New methodology for Calculating Effective Thickness Maps Using Machine Learning at the Limit of Seismic Survey Resolution
DOI:
https://doi.org/10.17308/geology/1609-0691/2026/1/107-116Keywords:
seismic survey, seismic data interpretation, thin layers, machine learningAbstract
Introduction: the vertical resolution of seismic data is limited to 1/8 to 1/4 of the wavelength. To calculate thickness maps beyond the resolution limits, new interpretation algorithms must be applied.
Methodology: in this paper, the authors propose an algorithm for calculating effective thickness maps beyond the resolution of seismic surveys.
The methodology is based on identifying sedimentary slices and seismic attributes with a high correlation (greater than 0.75) with the effective formation thickness and using these attributes as a training dataset for machine learning algorithms. Among the resulting predictive maps, the one with the smallest root-mean-square error is selected, and areas with the greatest uncertainty in the calculations are analyzed.
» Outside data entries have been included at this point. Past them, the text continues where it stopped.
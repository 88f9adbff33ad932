//! playerdb - per-character record store client with optimistic concurrency
//!
//! Each entity id maps to one [`DataRecord`] with two independent partitions:
//! an insecure payload visible to every reader, and secure payloads keyed by
//! an opaque per-account hash. Writes are compare-and-set: the caller passes
//! the value it last read, and a write that would overwrite someone else's
//! change fails with [`Error::ConcurrencyViolation`] instead.
//!
//! # Quick Start
//!
//! ```ignore
//! use std::sync::Arc;
//! use playerdb::{CancellationToken, MemoryStore, PlayerDataReader, PlayerDataWriter,
//!                PlayerDatabase, PlayerDbConfig};
//!
//! let store = MemoryStore::new();
//! store.create_collection::<i32, playerdb::DataRecord<String>>("PlayerDatabase")?;
//! let db = PlayerDatabase::new(Arc::new(store), PlayerDbConfig::default())?;
//! let cancel = CancellationToken::new();
//!
//! db.write_insecure(7, &"level 3".to_string(), None, &cancel).await?;
//! let seen = db.get_insecure::<String>(7, &cancel).await?;
//! db.write_insecure(7, &"level 4".to_string(), seen.as_ref(), &cancel).await?;
//! ```
//!
//! # Architecture
//!
//! - `playerdb-core`: data model, errors, backing store traits
//! - `playerdb-storage`: in-process [`MemoryStore`]
//! - `playerdb-concurrency`: validation, merge, retry policy
//! - `playerdb-engine`: handles, controllers, [`PlayerDatabase`]

pub use playerdb_concurrency::{
    validate_expected, Backoff, MergeStep, PartitionWrite, PollSchedule, RetryPolicy,
};
pub use playerdb_core::{
    Collection, ConflictReason, DataRecord, EntityId, Error, LockMode, Partition, Payload,
    Result, SecureHash, StoreFault, StoreResult, Transaction, TransactionalStore,
};
pub use playerdb_engine::{
    CancellationToken, CollectionHandle, HandleRegistry, PlayerDataReader, PlayerDataWriter,
    PlayerDatabase, PlayerDbConfig, ReadController, TxGuard, WriteController,
};
pub use playerdb_storage::{
    FaultInjector, FaultPoint, MemoryCollection, MemoryStore, ReplicaRole, StoreStats,
};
Results and discussion: as a result of calculations, maps of effective thicknesses were obtained using various machine learning methods. The quality of the results was assessed using the root-mean-square error calculation. Analysis of the probability maps and the standard deviation map of the implementations allows identifying areas with the greatest uncertainty.
Conclusion: the application of the developed algorithm allows for selecting the optimal method for calculating effective thickness maps beyond the resolution limits of seismic surveys.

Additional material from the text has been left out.